Une question qui nous fait voyager entre de multiples tableaux, d’une cuisine à un hôpital psychiatrique. À l’intérieur, la traversée de Tristan et Yseult, mythe médiéval d’un amour adultère. Un sans dessus-dessous, à première vue. Mais l’important n’est pas de comprendre tout le fil, c’est d’être captivé par tout ce qui se produit. Car Sans Tambour est une œuvre scénique qui touche intimement, qui parle à chaque personne un langage différent. Comme l’histoire de Tristan et Yseult est l’image du désespoir amoureux nécessaire aux personnages, on fabrique nos propres images de la musique, du jeu et des mots provenant de la scène. 

Jean Louis Fernandez

Le rythme est affolant de justesse, et cela pendant 1h40. Tout a une musique particulière, tout est millimétré, c’est un travail d’orfèvre. Les instruments accompagnent les voix et vice-versa, cela crée des moments de grâce sur scène. La voix de la chanteuse qui se superpose à celle de l’actrice ou les instruments qui prennent le rythme de la dispute – ou est-ce la dispute qui prend le rythme de la musique ? Et à tout cela s’ajoute l’humour, maîtrisé dans l’écriture comme sur une partition et porté par des acteur/trices grandioses dans le burlesque. 

Jean Louis Fernandez

C’est un spectacle tonitruant de bout en bout. Non pas pour le bruit dans la salle mais pour ce qu’il fait résonner en nous. On ne se perd pas une seconde, il y a toujours quelque chose à voir ou à entendre. Des moments pour nous prendre au cœur, d’autres pour nous faire rire, des fois les deux dans le même tempo. 

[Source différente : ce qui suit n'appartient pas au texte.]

//! Session settings
//!
//! Everything the orchestrator needs that outlives a process: where the
//! engine lives, where its config and the profile list are written, routing
//! preferences and system-proxy behaviour. Loaded once through a
//! [`SettingsStore`] when the session is built and saved back on change.

use serde::{Deserialize, Serialize};
use std::io;
use std::net::SocketAddr;
use std::path::{Path, PathBuf};
use std::sync::Mutex;
use tracing::{debug, info};
use veil_engine::{detect_platform, RoutingOptions};
use veil_profile::write_atomic;

/// HTTP port announced to the OS proxy settings alongside the mixed port
pub const DEFAULT_HTTP_PORT: u16 = 10809;

#[derive(Debug, Clone, PartialEq, Eq, Serialize, Deserialize)]
#[serde(default)]
pub struct Settings {
    /// Engine executable
    pub engine_path: PathBuf,
    /// Working directory for the engine (geo data files live here)
    pub engine_working_dir: Option<PathBuf>,
    /// Where the compiled engine config is written before each connect
    pub config_path: PathBuf,
    /// Profile list (JSON array)
    pub profiles_path: PathBuf,
    /// Point the OS proxy settings at the mixed port once connected
    pub enable_system_proxy: bool,
    pub http_port: u16,
    /// Clear the OS proxy settings when the engine stops
    pub auto_disable_system_proxy: bool,
    /// Identifier of the selected profile
    pub selected_profile: Option<String>,
    /// Loopback address of the privileged TUN helper
    pub tun_helper_addr: Option<SocketAddr>,
    /// Shared secret sent with every helper request
    pub tun_helper_token: String,
    pub routing: RoutingOptions,
}

impl Default for Settings {
    fn default() -> Self {
        let runtime_dir = std::env::temp_dir().join("veil");
        Self {
            engine_path: PathBuf::from(detect_platform().engine_binary_name()),
            engine_working_dir: None,
            config_path: runtime_dir.join("config.json"),
            profiles_path: PathBuf::from("profiles.json"),
            enable_system_proxy: false,
            http_port: DEFAULT_HTTP_PORT,
            auto_disable_system_proxy: true,
            selected_profile: None,
            tun_helper_addr: None,
            tun_helper_token: String::new(),
            routing: RoutingOptions::default(),
        }
    }
}

impl Settings {
    pub fn from_toml(text: &str) -> Result<Self, SettingsError> {
        Ok(toml::from_str(text)?)
    }

    pub fn to_toml(&self) -> Result<String, SettingsError> {
        Ok(toml::to_string_pretty(self)?)
    }
}

/// Settings errors
#[derive(Debug, thiserror::Error)]
pub enum SettingsError {
    #[error("Settings I/O error: {0}")]
    Io(#[from] io::Error),

    #[error("Invalid settings file: {0}")]
    Parse(#[from] toml::de::Error),

    #[error("Cannot encode settings: {0}")]
    Encode(#[from] toml::ser::Error),
}

/// Where settings come from and go to
pub trait SettingsStore: Send + Sync {
    fn load(&self) -> Result<Settings, SettingsError>;

    fn save(&self, settings: &Settings) -> Result<(), SettingsError>;
}

/// TOML file on disk; a missing file loads as defaults
#[derive(Debug, Clone)]
pub struct TomlSettingsStore {
    path: PathBuf,
}

impl TomlSettingsStore {
    pub fn new(path: impl Into<PathBuf>) -> Self {
        Self { path: path.into() }
    }

    pub fn path(&self) -> &Path {
        &self.path
    }
}

impl SettingsStore for TomlSettingsStore {
    fn load(&self) -> Result<Settings, SettingsError> {
        if !self.path.exists() {
            debug!("No settings at {}, using defaults", self.path.display());
            return Ok(Settings::default());
        }
        let text = std::fs::read_to_string(&self.path)?;
        let settings = Settings::from_toml(&text)?;
        info!("Loaded settings from {}", self.path.display());
        Ok(settings)
    }

    fn save(&self, settings: &Settings) -> Result<(), SettingsError> {
        let text = settings.to_toml()?;
        write_atomic(&self.path, text.as_bytes())?;
        debug!("Saved settings to {}", self.path.display());
        Ok(())
    }
}

/// In-memory store for embedding and tests
#[derive(Debug, Default)]
pub struct MemorySettingsStore {
    settings: Mutex<Settings>,
}

impl MemorySettingsStore {
    pub fn new(settings: Settings) -> Self {
        Self {
            settings: Mutex::new(settings),
        }
    }

    /// Last saved value
    pub fn current(&self) -> Settings {
        self.settings.lock().unwrap_or_else(|e| e.into_inner()).clone()
    }
}

impl SettingsStore for MemorySettingsStore {
    fn load(&self) -> Result<Settings, SettingsError> {
        Ok(self.current())
    }

    fn save(&self, settings: &Settings) -> Result<(), SettingsError> {
        *self.settings.lock().unwrap_or_else(|e| e.into_inner()) = settings.clone();
        Ok(())
    }
}

#[cfg(test)]
mod tests {
    use super::*;
    use veil_engine::{DefaultPolicy, DEFAULT_API_PORT, DEFAULT_SOCKS_PORT};

    #[test]
    fn test_defaults() {
        let settings = Settings::default();
        assert_eq!(settings.routing.socks_port, DEFAULT_SOCKS_PORT);
        assert_eq!(settings.routing.api_port, Some(DEFAULT_API_PORT));
        assert_eq!(settings.routing.log_level, "warning");
        assert_eq!(settings.routing.default_policy, DefaultPolicy::Blacklist);
        assert!(!settings.routing.mux);
        assert!(!settings.routing.tun.enabled);
        assert!(!settings.enable_system_proxy);
        assert!(settings.auto_disable_system_proxy);
    }

    #[test]
    fn test_partial_file_fills_defaults() {
        let settings = Settings::from_toml(
            r#"
engine_path = "/opt/xray/xray"
selected_profile = "abc"
tun_helper_addr = "127.0.0.1:47321"

[routing]
socks_port = 2080
default_policy = "whitelist"
direct_domains = ["example.com", "EXAMPLE.com", " lan "]
"#,
        )
        .unwrap();

        assert_eq!(settings.engine_path, PathBuf::from("/opt/xray/xray"));
        assert_eq!(settings.selected_profile.as_deref(), Some("abc"));
        assert_eq!(settings.routing.socks_port, 2080);
        assert_eq!(settings.routing.api_port, Some(DEFAULT_API_PORT));
        assert_eq!(settings.routing.default_policy, DefaultPolicy::Whitelist);
        assert_eq!(settings.routing.direct_domains.as_slice(), &["example.com", "lan"]);
        assert_eq!(settings.http_port, DEFAULT_HTTP_PORT);
        assert_eq!(
            settings.tun_helper_addr,
            Some(SocketAddr::from(([127, 0, 0, 1], 47321)))
        );
        assert!(settings.tun_helper_token.is_empty());
    }

    #[test]
    fn test_toml_store_round_trip() {
        let dir = tempfile::tempdir().unwrap();
        let store = TomlSettingsStore::new(dir.path().join("nested").join("veil.toml"));

        assert_eq!(store.load().unwrap(), Settings::default());

        let mut settings = Settings::default();
        settings.enable_system_proxy = true;
        settings.routing.mux = true;
        settings.routing.block_domains.add("ads.example");
        settings.tun_helper_addr = Some(SocketAddr::from(([127, 0, 0, 1], 47321)));
        settings.tun_helper_token = "secret".into();
        store.save(&settings).unwrap();

        assert_eq!(store.load().unwrap(), settings);
    }

    #[test]
    fn test_invalid_file() {
        let dir = tempfile::tempdir().unwrap();
        let path = dir.path().join("veil.toml");
        std::fs::write(&path, "routing = 5").unwrap();

        assert!(matches!(
            TomlSettingsStore::new(&path).load(),
            Err(SettingsError::Parse(_))
        ));
    }

    #[test]
    fn test_memory_store() {
        let store = MemorySettingsStore::default();
        let mut settings = store.load().unwrap();
        settings.selected_profile = Some("x".into());
        store.save(&settings).unwrap();
        assert_eq!(store.current().selected_profile.as_deref(), Some("x"));
    }
}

Sans Tambour réussit à toucher l’infiniment grand et l’intime. Il provoque des sensations différentes chez chacun/e d’entre nous, on a envie de revenir pour en trouver d’autres. Il doit en tout cas être vu, pour l’expérience unique qu’il propose. Un immense bravo à Samuel Achache et sa compagnie, toute l’équipe de l’ombre et celles et ceux sur scène qui donnent leur âme et leur souffle dans cette tornade. 

Jean Louis Fernandez

Foncez voir Sans Tambour, c’est la meilleure résolution du début d’année. Dehors il pleut. À l’intérieur, on vit une séance de stimulation unique. Le spectacle est représenté à la Manufacture, ce mercredi soir à 19h et jeudi à 14h30.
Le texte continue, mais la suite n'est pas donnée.